A vector of all partial derivatives

$$
\mathbf{g}(\mathbf{x}) =  \frac{\partial}{\partial {\mathbf{x}}} f(\mathbf{x})= \left[
\begin{array}{c}
\frac{\partial}{\partial x_1} f(\mathbf{x}) \\
\vdots \\
\frac{\partial}{\partial x_n} f(\mathbf{x}) \\
\vdots \\
\frac{\partial}{\partial x_N} f(\mathbf{x})
\end{array}
\right]
$$

is defined as *gradient* of a the multivariate function $f(\mathbf{x})$. Here the gradient vector has been defined as a column vector. But we could have defined it as a row vector as well. It just depends on how that gradient shall be processed in subsequent steps.

---


## Directional Derivatives

Let $\mathbf{r}$ denote a unit vector (length 1; $|\mathbf{r}| = 1$ with $N$ components:

$$
\mathbf{r} = \left[  
\begin{array}{c}
r_1 \\
\vdots \\
r_n \\
\vdots \\
r_N
\end{array}
\right]
$$


and 

$$
|\mathbf{r}| = \sum_{n=1}^{N} r_n^2 = 1
$$

When going from $\mathbf{x}$ to $\mathbf{x} + \mathbf{r} \cdot h$ function $f(\mathbf{x})$ changes.
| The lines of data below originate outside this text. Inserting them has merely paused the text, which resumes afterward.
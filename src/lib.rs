// src/lib.rs

pub mod client;
pub mod config;
pub mod error;
pub mod handlers;
pub mod models;
pub mod page;
pub mod render;
pub mod routes;
pub mod state;
pub mod utils;
pub mod widget;

// Re-export specific items for convenience if needed
pub use routes::create_router;
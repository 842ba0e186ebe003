// src/models/mod.rs

pub mod item;
pub mod kind;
The amount of change is computed here:

$$
f(\mathbf{x} + \mathbf{r} \cdot h) - f(\mathbf{x}) = f(x_1 + r_1 \cdot h,\ \ldots,\ x_n + r_n \cdot h,\ \ldots,\ x_N + r_N \cdot h) - f(\mathbf{x})
$$

Defining $\Delta x_n = r_n \cdot h$ for $1 \le n \le N$ and assuming *vanishingly* small value of $h$ a reasonably good approximation of this change is:


$$
f(\mathbf{x} + \mathbf{r} \cdot h) - f(\mathbf{x}) \approx h \cdot \sum_{n=1}^{N} \frac{\partial}{\partial x_n} f(\mathbf{x}) \cdot r_n
$$

The rate of change is obtained by dividing both sides of this equation by $h$:

$$
\frac{f(\mathbf{x} + \mathbf{r} \cdot h) - f(\mathbf{x})}{h} \approx \sum_{n=1}^{N} \frac{\partial}{\partial x_n} f(\mathbf{x}) \cdot r_n
$$

In the limit of $h \to 0$ the rate of change converges to the directional derivative $D_{\mathbf{r}} f(\mathbf{x})$ (in the direction of vector $\mathbf{r}$:

$$
D_{\mathbf{r}} f(\mathbf{x}) = \lim_{h \to 0} \frac{f(\mathbf{x} + \mathbf{r} \cdot h) - f(\mathbf{x})}{h} = \sum_{n=1}^{N} \frac{\partial}{\partial x_n} f(\mathbf{x}) \cdot r_n
$$

More commonly the directional derivative may be expressed as the dot product of the *gradient* vector and the *directional* vector:

$$
D_{\mathbf{r}} f(\mathbf{x}) = \left[\begin{array}{ccccc}
\frac{\partial}{\partial x_1} f(\mathbf{x}) & \dots & \frac{\partial}{\partial x_n} f(\mathbf{x}) & \dots & \frac{\partial}{\partial x_N} f(\mathbf{x})
\end{array}  \right] \cdot
\left[  
\begin{array}{c}
r_1 \\
\vdots \\
r_n \\
\vdots \\
r_N
\end{array}
\right]
$$

**Summary**

1) If the directional vector $\mathbf{r}$ has the same direction as the gradient vector the directional derivative $D_{\mathbf{r}} f(\mathbf{x})$ is maximized.

2) If vector  $\mathbf{r}$ is orthogonal to the gradient vector the directional derivative is $0$ (no change in this direction).

3) The direction of *steepest descent* is the gradient vector with each vector component multiplied by $-1$.